Interview mit der Autorin und Bloggerin Larissa Schwarz: Dinslakenerin durch und durch

Interview mit der Autorin und Bloggerin Larissa Schwarz: Dinslakenerin durch und durch

Also, eine langweilige Vita sieht definitiv anders aus: Larissa Schwarz war schon Water Science- sowie Politik- und Verwaltungswissenschaften- und Soziologie-Studentin. Danach verdiente sie als Bankerin ihre Brötchen.

Einen Lebenslauf-Eintrag als Unterbrandmeisterin bei der Freiwilligen Feuerwehr gibt es auch. Heute ist die Dinslakenerin hauptberuflich Autorin und Bloggerin. Steffen Penzel saß mit der 34-Jährigen bei Mineralwasser und alkoholfreiem Hugo zum Gespräch über ihre Arbeit und ihre Heimatstadt in der "Kostbar":

Zum Einstieg, liebe Larissa, erzähl doch unseren Lesern bitte mal, wer du bist, wo du groß geworden bist und wo die enge Bindung zu Dinslaken herrührt:
Ich bin gebürtige Dinslakenerin und im Grenzgebiet von Walsum und Dinslaken aufgewachsen. Ich bin dann auch in Walsum zur Schule gegangen, meine Freizeit haben meine Freunde und ich aber schon damals immer in Dinslaken verbracht. Das Kino, Hertie und die Neustraße haben uns angezogen - und so bin ich eigentlich seit frühester Kindheit mit Dinslaken verbunden gewesen. Nach der Schule bin ich in Duisburg mehrmals umgezogen, ehe ich dann 2009 ganz bewusst und aus vollster Überzeugung nach Dinslaken gezogen bin.
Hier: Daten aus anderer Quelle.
use super::{Limits, PowResult, Value};
use crate::number_theory::try_sqrt;
use num_bigint::BigInt;
use num_integer::Integer as _;
use num_rational::BigRational;
use num_traits::{One, Signed, ToPrimitive, Zero};
use std::cmp::Ordering;
use std::fmt;
use std::rc::Rc;

pub const PRIMES: [u32; 4] = [2, 3, 5, 7];

/// Canonical `r * (2^e0 * 3^e1 * 5^e2 * 7^e3)^(1/2^k)`. `k == 0` always
/// implies `e == [0; 4]` (the quadratic part is absent); this is enforced
/// after every operation by [`Quadratic::canonicalise`].
#[derive(Clone, PartialEq, Eq, Hash)]
pub struct Quadratic {
    r: BigRational,
    e: [u32; 4],
    k: u32,
}

impl Quadratic {
    pub fn is_rational(&self) -> bool {
        self.k == 0
    }

    pub fn rational_part(&self) -> Option<BigRational> {
        if self.k == 0 { Some(self.r.clone()) } else { None }
    }

    fn zero() -> Self {
        Quadratic { r: BigRational::zero(), e: [0; 4], k: 0 }
    }

    fn same_shape(&self, other: &Self) -> bool {
        self.k == other.k && self.e == other.e
    }

    /// While every `e_i` shares a factor of two, halve them all and drop
    /// one level of nesting; if they all become zero, drop the quadratic
    /// part entirely. Also forces the canonical `k=0, e=[0;4]` whenever the
    /// rational part is zero (resolves the "Quadratic.is_zero" open
    /// question: zero never carries a radical).
    fn canonicalise(mut self) -> Self {
        if self.r.is_zero() {
            return Quadratic::zero();
        }
        while self.k > 0 && self.e.iter().all(|x| x % 2 == 0) {
            self.k -= 1;
            for x in &mut self.e {
                *x >>= 1;
            }
        }
        if self.e.iter().all(|&x| x == 0) {
            self.k = 0;
        }
        self
    }

    fn align(&self, other: &Self, target_k: u32) -> ([u32; 4], [u32; 4]) {
        let mut a = [0u32; 4];
        let mut b = [0u32; 4];
        for i in 0..4 {
            a[i] = self.e[i] << (target_k - self.k);
            b[i] = other.e[i] << (target_k - other.k);
        }
        (a, b)
    }
}

impl fmt::Display for Quadratic {
    fn fmt(&self, f: &mut fmt::Formatter) -> fmt::Result {
        if self.is_rational() {
            if self.r.is_integer() {
                write!(f, "{}", self.r.numer())
            } else {
                write!(f, "{}/{}", self.r.numer(), self.r.denom())
            }
        } else {
            let mut under_sqrt = BigInt::one();
            for (prime, &power) in PRIMES.iter().zip(&self.e) {
                under_sqrt *= BigInt::from(*prime).pow(power);
            }
            let radical = format!(
                "{}{under_sqrt}{}",
                "sqrt(".repeat(self.k as usize),
                ")".repeat(self.k as usize)
            );
            if self.r.is_integer() && self.r.numer().abs() == BigInt::one() {
                if self.r.numer().is_positive() {
                    write!(f, "{radical}")
                } else {
                    write!(f, "-{radical}")
                }
            } else if self.r.is_integer() {
                write!(f, "{}*{radical}", self.r.numer())
            } else {
                write!(f, "({}/{})*{radical}", self.r.numer(), self.r.denom())
            }
        }
    }
}

impl Value for Quadratic {
    fn from_digit(n: u8) -> Self {
        Quadratic { r: BigRational::from_integer(BigInt::from(n)), e: [0; 4], k: 0 }
    }

    fn from_concat(n: u8, digits: u32) -> Self {
        let repunit = (BigInt::from(10u32).pow(digits) - BigInt::one()) / BigInt::from(9u32);
        Quadratic { r: BigRational::from_integer(repunit * BigInt::from(n)), e: [0; 4], k: 0 }
    }

    fn from_bigint(n: &BigInt) -> Option<Self> {
        if n.is_negative() {
            None
        } else {
            Some(Quadratic { r: BigRational::from_integer(n.clone()), e: [0; 4], k: 0 })
        }
    }

    fn is_zero(&self) -> bool {
        self.r.is_zero()
    }

    fn to_bigint(&self) -> Option<BigInt> {
        if self.is_rational() && self.r.is_integer() { Some(self.r.numer().clone()) } else { None }
    }

    fn partial_cmp_shape(&self, other: &Self) -> Option<Ordering> {
        if self.same_shape(other) { Some(self.r.cmp(&other.r)) } else { None }
    }

    fn log2_magnitude(&self) -> f64 {
        let n_bits = self.r.numer().bits().max(1) as f64;
        let d_bits = self.r.denom().bits().max(1) as f64;
        let base = n_bits.max(d_bits);
        if self.k == 0 { base } else { base / (1u64 << self.k) as f64 }
    }

    fn within_limits(&self, limits: &Limits) -> bool {
        self.r.numer().bits() <= limits.max_digits as u64
            && self.r.denom().bits() <= limits.max_digits as u64
            && self.k <= limits.max_quadratic_power
    }

    fn add(&self, rhs: &Self) -> Option<Self> {
        if self.is_zero() {
            return Some(rhs.clone());
        }
        if rhs.is_zero() {
            return Some(self.clone());
        }
        if !self.same_shape(rhs) {
            return None;
        }
        Some(Quadratic { r: &self.r + &rhs.r, e: self.e, k: self.k }.canonicalise())
    }

    fn sub(&self, rhs: &Self) -> Option<Self> {
        if rhs.is_zero() {
            return Some(self.clone());
        }
        if self.is_zero() {
            return Some(Quadratic { r: -&rhs.r, e: rhs.e, k: rhs.k }.canonicalise());
        }
        if !self.same_shape(rhs) {
            return None;
        }
        Some(Quadratic { r: (&self.r - &rhs.r).abs(), e: self.e, k: self.k }.canonicalise())
    }

    fn mul(&self, rhs: &Self) -> Option<Self> {
        let mut r = &self.r * &rhs.r;
        if r.is_zero() {
            return Some(Quadratic::zero());
        }
        let k = self.k.max(rhs.k);
        let mut e = [0u32; 4];
        if k > 0 {
            let (a, b) = self.align(rhs, k);
            for i in 0..4 {
                e[i] = a[i] + b[i];
            }
            let modulus = 1u32 << k;
            for i in 0..4 {
                if e[i] >= modulus {
                    e[i] -= modulus;
                    r *= BigInt::from(PRIMES[i]);
                }
            }
        }
        Some(Quadratic { r, e, k }.canonicalise())
    }

    fn div(&self, rhs: &Self) -> Option<Self> {
        if rhs.is_zero() {
            return None;
        }
        let mut r = &self.r / &rhs.r;
        if r.is_zero() {
            return Some(Quadratic::zero());
        }
        let k = self.k.max(rhs.k);
        let mut e = [0u32; 4];
        if k > 0 {
            let (a, b) = self.align(rhs, k);
            let modulus = 1u32 << k;
            for i in 0..4 {
                if a[i] < b[i] {
                    r /= BigInt::from(PRIMES[i]);
                    e[i] = modulus + a[i] - b[i];
                } else {
                    e[i] = a[i] - b[i];
                }
            }
        }
        Some(Quadratic { r, e, k }.canonicalise())
    }

    fn checked_pow(&self, exponent: &Self, limits: &Limits) -> Option<PowResult<Self>> {
        if !exponent.is_rational() || !exponent.r.is_integer() {
            return None;
        }
        if self.is_zero() {
            return None;
        }
        let exp = exponent.r.numer().to_i64()?;
        if exp <= 0 {
            // Per I5 no algebra ever stores a negative value, so an
            // exponent operand reaching the search engine is always
            // positive; the `p^(-q)` witness is recorded separately by
            // the engine via `Value::reciprocal`, not by calling this with
            // a negative exponent.
            return None;
        }
        let mut q_max = exp.unsigned_abs();

        let base_bits = {
            let n = self.r.numer().bits().max(1) as f64;
            let d = self.r.denom().bits().max(1) as f64;
            n.max(d)
        };
        let budget = (limits.max_digits as u64) << self.k;
        let mut wraps = 0u32;
        while (base_bits * q_max as f64) > budget as f64 {
            if q_max % 2 == 1 {
                return None;
            }
            q_max /= 2;
            wraps += 1;
        }

        let mut q_min = q_max;
        while q_min % 2 == 0 && q_min > 1 {
            q_min /= 2;
        }

        let pow_rational = |r: &BigRational, p: u32| -> BigRational {
            BigRational::new(r.numer().pow(p), r.denom().pow(p))
        };

        let mut intermediates = Vec::new();
        let mut q = q_min;
        let mut value = self.pow_integer(q, &pow_rational);
        loop {
            let wraps_here = {
                let mut w = 0u32;
                let mut qq = q_max;
                while qq > q {
                    qq *= 2;
                    w += 1;
                }
                w
            };
            intermediates.push((q, value.clone(), wraps_here));
            if q >= q_max {
                break;
            }
            q *= 2;
            value = value.mul(&value).expect("squaring never escapes the algebra");
        }

        let final_value = intermediates.last().unwrap().1.clone();
        intermediates.pop();

        Some(PowResult { value: final_value, sqrt_wraps: wraps, intermediates })
    }

    fn try_sqrt(&self, limits: &Limits) -> Option<Self> {
        if self.is_zero() {
            return Some(self.clone());
        }
        if self.r.is_negative() {
            return None;
        }
        if self.k + 1 > limits.max_quadratic_power {
            return None;
        }
        let mut p = self.r.numer().clone();
        let mut q = self.r.denom().clone();
        let mut e = self.e;
        let new_k = self.k + 1;
        let mut numerator = BigInt::one();
        let mut denominator = BigInt::one();
        for (i, &prime_u32) in PRIMES.iter().enumerate() {
            let prime = BigInt::from(prime_u32);
            let prime_sq = &prime * &prime;
            while (&p % &prime_sq).is_zero() {
                numerator *= &prime;
                p /= &prime_sq;
            }
            if (&p % &prime).is_zero() {
                e[i] |= 1 << (new_k - 1);
                p /= &prime;
            }
            while (&q % &prime_sq).is_zero() {
                denominator *= &prime;
                q /= &prime_sq;
            }
            if (&q % &prime).is_zero() {
                denominator *= &prime;
                e[i] |= 1 << (new_k - 1);
                q /= &prime;
            }
        }
        numerator *= try_sqrt(&p)?;
        denominator *= try_sqrt(&q)?;
        let k = if e.iter().all(|&x| x == 0) { 0 } else { new_k };
        Some(Quadratic { r: BigRational::new(numerator, denominator), e, k }.canonicalise())
    }

    fn try_factorial(&self, limits: &Limits) -> Option<Self> {
        if !self.is_rational() || !self.r.is_integer() {
            return None;
        }
        let n = self.r.numer().to_u64()?;
        if n > limits.max_factorial {
            return None;
        }
        Some(Quadratic {
            r: BigRational::from_integer(crate::number_theory::factorial(n)),
            e: [0; 4],
            k: 0,
        })
    }

    fn try_factorial_divide(&self, other: &Self) -> Option<Self> {
        if !self.is_rational() || !other.is_rational() {
            return None;
        }
        if !self.r.is_integer() || !other.r.is_integer() {
            return None;
        }
        let x = self.r.numer().to_u64()?;
        let y = other.r.numer().to_u64()?;
        if x < y {
            return None;
        }
        Some(Quadratic {
            r: BigRational::from_integer(crate::number_theory::factorial_divide(x, y)),
            e: [0; 4],
            k: 0,
        })
    }

    fn reciprocal(&self) -> Option<Self> {
        self.invert()
    }

    fn literal_pow(&self, exponent: &Self) -> Option<Self> {
        if !exponent.is_rational() || !exponent.r.is_integer() {
            return None;
        }
        let power = exponent.r.numer().to_u32()?;
        let pow_rational = |r: &BigRational, p: u32| -> BigRational {
            BigRational::new(r.numer().pow(p), r.denom().pow(p))
        };
        Some(self.pow_integer(power, &pow_rational))
    }

    fn specials(n: u8, depth: usize) -> Vec<(Self, Rc<crate::expression::Expression<Self>>)> {
        crate::search::specials::quadratic_seeds(n, depth)
    }
}

impl Quadratic {
    fn pow_integer(&self, power: u32, pow_rational: &dyn Fn(&BigRational, u32) -> BigRational) -> Self {
        if power == 0 {
            return Quadratic { r: BigRational::one(), e: [0; 4], k: 0 };
        }
        let mut r = pow_rational(&self.r, power);
        let mut e = [0u32; 4];
        let mut k = self.k;
        let mut p = power;
        while k > 0 && p % 2 == 0 {
            k -= 1;
            p /= 2;
        }
        if k > 0 {
            let modulus = 1u32 << k;
            for i in 0..4 {
                let total = self.e[i] * p;
                let q = total / modulus;
                let rem = total % modulus;
                r *= BigRational::from_integer(BigInt::from(PRIMES[i]).pow(q));
                e[i] = rem;
            }
        }
        Quadratic { r, e, k }.canonicalise()
    }

    /// Multiplicative inverse, backing [`Value::reciprocal`].
    fn invert(&self) -> Option<Self> {
        if self.is_zero() {
            return None;
        }
        let mut r = self.r.recip();
        let mut e = [0u32; 4];
        if self.k > 0 {
            let modulus = 1u32 << self.k;
            for i in 0..4 {
                if self.e[i] > 0 {
                    r /= BigInt::from(PRIMES[i]);
                    e[i] = modulus - self.e[i];
                }
            }
        }
        Some(Quadratic { r, e, k: self.k }.canonicalise())
    }
}

#[cfg(test)]
mod tests {
    use super::*;

    fn rational(n: i64, d: i64) -> Quadratic {
        Quadratic { r: BigRational::new(BigInt::from(n), BigInt::from(d)), e: [0; 4], k: 0 }
    }

    #[test]
    fn sqrt_of_two_has_k_one() {
        let two = rational(2, 1);
        let root = two.try_sqrt(&Limits::QUADRATIC).unwrap();
        assert_eq!(root.k, 1);
        assert_eq!(root.e, [1, 0, 0, 0]);
    }

    #[test]
    fn squaring_sqrt_two_recovers_two() {
        let two = rational(2, 1);
        let root = two.try_sqrt(&Limits::QUADRATIC).unwrap();
        let squared = root.mul(&root).unwrap();
        assert!(squared.is_rational());
        assert_eq!(squared.r, BigRational::from_integer(BigInt::from(2)));
    }

    #[test]
    fn add_requires_same_shape() {
        let sqrt2 = rational(2, 1).try_sqrt(&Limits::QUADRATIC).unwrap();
        let sqrt3 = rational(3, 1).try_sqrt(&Limits::QUADRATIC).unwrap();
        assert!(sqrt2.add(&sqrt3).is_none());
        assert!(sqrt2.add(&sqrt2).is_some());
    }

    #[test]
    fn zero_has_no_quadratic_part() {
        let z = Quadratic::zero();
        assert!(z.is_zero());
        assert_eq!(z.k, 0);
    }
}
Du bist ja auch einer der Dinslakener, die im Imagefilm der Stadt für ihre Stadt werben. Was macht für dich das Leben in Dinslaken lebenswert?
Ich kann hier einfach alles haben, was ich brauche: Ich habe das Ruhrgebiet ganz in der Nähe, wo ich Action haben und die Metropole erleben kann. Aber ich habe auch den Niederrhein direkt vor der Haustür, wo ich mich entspannen und ausruhen kann. Hier kann ich faulenzen und mich sportlich austoben. Das ist für mich eine wirklich gelungene Mischung und deshalb wohne ich hier auch so gerne.

Wenn du dich sportlich austoben und raus aus der Wohnung willst, was machst du da am liebsten?
Bis vor ein paar Monaten bin ich Halbmarathon gelaufen. Da hat mich aber eine Knieverletzung dazu gezwungen, kürzer zu treten, was mir zugegebenermaßen sehr schwer fällt. Längere Läufe sind aktuell leider nicht drin, deswegen gehe ich viel wandern, viel Fahrradfahren.
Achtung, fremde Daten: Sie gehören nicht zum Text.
use axum::{
    extract::rejection::JsonRejection,
    http::StatusCode,
    response::{IntoResponse, Response},
    Json,
};
use serde_json::json;
use thiserror::Error;
use tracing::error;

use crate::auth::{jwt::TokenError, password::PasswordError, repo::StoreError};
use crate::records::RecordError;

/// Caller-visible failure of any operation. Messages are deliberately generic
/// for everything that could help enumerate accounts or forge tokens.
#[derive(Debug, Error)]
pub enum ApiError {
    #[error("{0}")]
    Validation(String),
    #[error("Email already registered")]
    DuplicateEmail,
    #[error("{0}")]
    Conflict(String),
    #[error("Invalid email or password")]
    InvalidCredentials,
    #[error("Invalid token")]
    TokenInvalid,
    #[error("Server configuration error")]
    Configuration,
    #[error("Internal server error")]
    StorageUnavailable,
    #[error("Internal server error")]
    Internal,
}

impl ApiError {
    pub fn status(&self) -> StatusCode {
        match self {
            ApiError::Validation(_) => StatusCode::BAD_REQUEST,
            ApiError::DuplicateEmail | ApiError::Conflict(_) => StatusCode::CONFLICT,
            ApiError::InvalidCredentials | ApiError::TokenInvalid => StatusCode::UNAUTHORIZED,
            ApiError::Configuration | ApiError::StorageUnavailable | ApiError::Internal => {
                StatusCode::INTERNAL_SERVER_ERROR
            }
        }
    }
}

impl IntoResponse for ApiError {
    fn into_response(self) -> Response {
        (self.status(), Json(json!({ "error": self.to_string() }))).into_response()
    }
}

impl From<JsonRejection> for ApiError {
    fn from(rejection: JsonRejection) -> Self {
        ApiError::Validation(rejection.body_text())
    }
}

impl From<StoreError> for ApiError {
    fn from(err: StoreError) -> Self {
        match err {
            StoreError::DuplicateEmail => ApiError::DuplicateEmail,
            StoreError::NotFound => ApiError::InvalidCredentials,
            StoreError::Unavailable(e) => {
                error!(error = %e, "account store unavailable");
                ApiError::StorageUnavailable
            }
        }
    }
}

impl From<PasswordError> for ApiError {
    fn from(err: PasswordError) -> Self {
        error!(error = %err, "password hashing failed");
        ApiError::Internal
    }
}

impl From<TokenError> for ApiError {
    fn from(err: TokenError) -> Self {
        error!(error = %err, "token signing failed");
        ApiError::Configuration
    }
}

impl From<RecordError> for ApiError {
    fn from(err: RecordError) -> Self {
        match err {
            RecordError::Conflict(msg) => ApiError::Conflict(msg),
            RecordError::UnknownCategory => ApiError::Validation("Unknown category".into()),
            RecordError::Unavailable(e) => {
                error!(error = %e, "record store unavailable");
                ApiError::StorageUnavailable
            }
        }
    }
}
Gibt es eine spezielle Larissa-Schwarz-Lieblingsstrecke zum Spazieren, Wandern, Ausspannen?
Ja, in der Tat. Am liebsten gehe ich einfach zur Haustüre raus, dann links und am Rotbachsee vorbei in den Hiesfelder Wald hoch bis zum Heidhof und wieder zurück. Das sind 21,5 Kilometer und das war auch immer meine Lauf-Trainingsstrecke. Hinten am Schwarzbach ist es immer sehr angenehm, egal zu welcher Jahreszeit.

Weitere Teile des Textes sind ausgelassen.